Your goal: Copies of all lines containing the string "unwrap" are needed from the data below.

Stored entries
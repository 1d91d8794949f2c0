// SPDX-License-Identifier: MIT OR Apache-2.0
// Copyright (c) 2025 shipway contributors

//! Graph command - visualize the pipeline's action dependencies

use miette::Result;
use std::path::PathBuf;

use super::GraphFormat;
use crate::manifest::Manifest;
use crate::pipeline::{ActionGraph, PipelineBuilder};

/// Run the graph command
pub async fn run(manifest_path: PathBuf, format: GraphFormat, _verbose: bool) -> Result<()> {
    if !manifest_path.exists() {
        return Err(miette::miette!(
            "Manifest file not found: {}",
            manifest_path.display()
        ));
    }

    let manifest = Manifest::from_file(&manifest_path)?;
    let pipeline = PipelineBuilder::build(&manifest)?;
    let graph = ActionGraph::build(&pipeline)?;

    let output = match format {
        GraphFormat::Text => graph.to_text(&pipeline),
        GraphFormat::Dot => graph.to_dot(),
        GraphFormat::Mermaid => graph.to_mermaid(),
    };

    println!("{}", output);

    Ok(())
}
==
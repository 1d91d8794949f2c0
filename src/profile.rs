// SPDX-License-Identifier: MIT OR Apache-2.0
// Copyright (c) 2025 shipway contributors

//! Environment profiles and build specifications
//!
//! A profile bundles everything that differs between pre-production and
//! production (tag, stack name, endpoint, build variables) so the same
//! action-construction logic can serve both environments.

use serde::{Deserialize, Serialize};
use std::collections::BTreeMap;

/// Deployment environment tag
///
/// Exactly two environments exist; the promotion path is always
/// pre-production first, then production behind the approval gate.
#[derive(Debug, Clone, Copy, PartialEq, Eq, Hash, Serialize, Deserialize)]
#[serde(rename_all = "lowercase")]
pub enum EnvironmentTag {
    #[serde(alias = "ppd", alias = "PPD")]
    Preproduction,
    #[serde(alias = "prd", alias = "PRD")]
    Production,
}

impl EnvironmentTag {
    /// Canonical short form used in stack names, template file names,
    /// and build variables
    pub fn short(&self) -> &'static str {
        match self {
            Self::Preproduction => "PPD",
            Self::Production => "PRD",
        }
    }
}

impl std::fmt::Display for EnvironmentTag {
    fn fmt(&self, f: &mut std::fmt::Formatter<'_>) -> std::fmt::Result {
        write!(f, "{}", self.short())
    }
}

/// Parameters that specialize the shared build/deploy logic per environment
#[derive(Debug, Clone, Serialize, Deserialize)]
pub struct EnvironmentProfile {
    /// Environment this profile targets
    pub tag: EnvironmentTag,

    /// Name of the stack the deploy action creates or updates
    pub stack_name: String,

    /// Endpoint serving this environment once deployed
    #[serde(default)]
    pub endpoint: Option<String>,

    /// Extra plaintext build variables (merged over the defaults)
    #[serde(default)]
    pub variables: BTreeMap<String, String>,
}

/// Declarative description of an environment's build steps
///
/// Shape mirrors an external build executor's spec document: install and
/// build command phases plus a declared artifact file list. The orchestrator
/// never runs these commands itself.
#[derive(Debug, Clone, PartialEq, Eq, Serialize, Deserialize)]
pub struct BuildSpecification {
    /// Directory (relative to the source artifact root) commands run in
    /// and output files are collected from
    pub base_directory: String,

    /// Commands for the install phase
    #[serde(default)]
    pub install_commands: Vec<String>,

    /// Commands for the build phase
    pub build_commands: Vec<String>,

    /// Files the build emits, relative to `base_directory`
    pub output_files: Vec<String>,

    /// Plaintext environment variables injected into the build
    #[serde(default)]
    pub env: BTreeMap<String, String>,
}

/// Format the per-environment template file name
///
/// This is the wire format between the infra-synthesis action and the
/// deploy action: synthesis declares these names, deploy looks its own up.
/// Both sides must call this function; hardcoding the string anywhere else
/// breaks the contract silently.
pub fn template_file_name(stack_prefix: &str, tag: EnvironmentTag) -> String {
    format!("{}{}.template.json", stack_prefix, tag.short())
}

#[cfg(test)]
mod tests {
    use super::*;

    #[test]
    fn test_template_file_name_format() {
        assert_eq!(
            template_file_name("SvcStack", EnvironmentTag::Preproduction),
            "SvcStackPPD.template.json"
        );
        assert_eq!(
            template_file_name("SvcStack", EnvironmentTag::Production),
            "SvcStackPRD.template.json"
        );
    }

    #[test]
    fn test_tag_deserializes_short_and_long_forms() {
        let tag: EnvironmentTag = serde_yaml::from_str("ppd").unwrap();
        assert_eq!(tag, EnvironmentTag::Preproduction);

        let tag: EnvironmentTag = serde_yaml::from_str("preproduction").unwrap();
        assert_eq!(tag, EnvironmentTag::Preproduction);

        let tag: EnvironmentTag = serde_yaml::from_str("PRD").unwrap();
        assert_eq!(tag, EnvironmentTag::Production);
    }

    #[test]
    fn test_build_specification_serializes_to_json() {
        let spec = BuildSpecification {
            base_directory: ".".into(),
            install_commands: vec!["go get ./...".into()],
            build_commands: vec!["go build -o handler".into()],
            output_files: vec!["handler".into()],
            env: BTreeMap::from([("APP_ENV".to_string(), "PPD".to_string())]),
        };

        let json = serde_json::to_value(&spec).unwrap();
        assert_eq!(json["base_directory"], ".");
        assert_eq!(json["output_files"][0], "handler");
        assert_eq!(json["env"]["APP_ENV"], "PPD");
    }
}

Exercise answer:
        let tag: EnvironmentTag = serde_yaml::from_str("ppd").unwrap();
        let tag: EnvironmentTag = serde_yaml::from_str("preproduction").unwrap();
        let tag: EnvironmentTag = serde_yaml::from_str("PRD").unwrap();
        let json = serde_json::to_value(&spec).unwrap();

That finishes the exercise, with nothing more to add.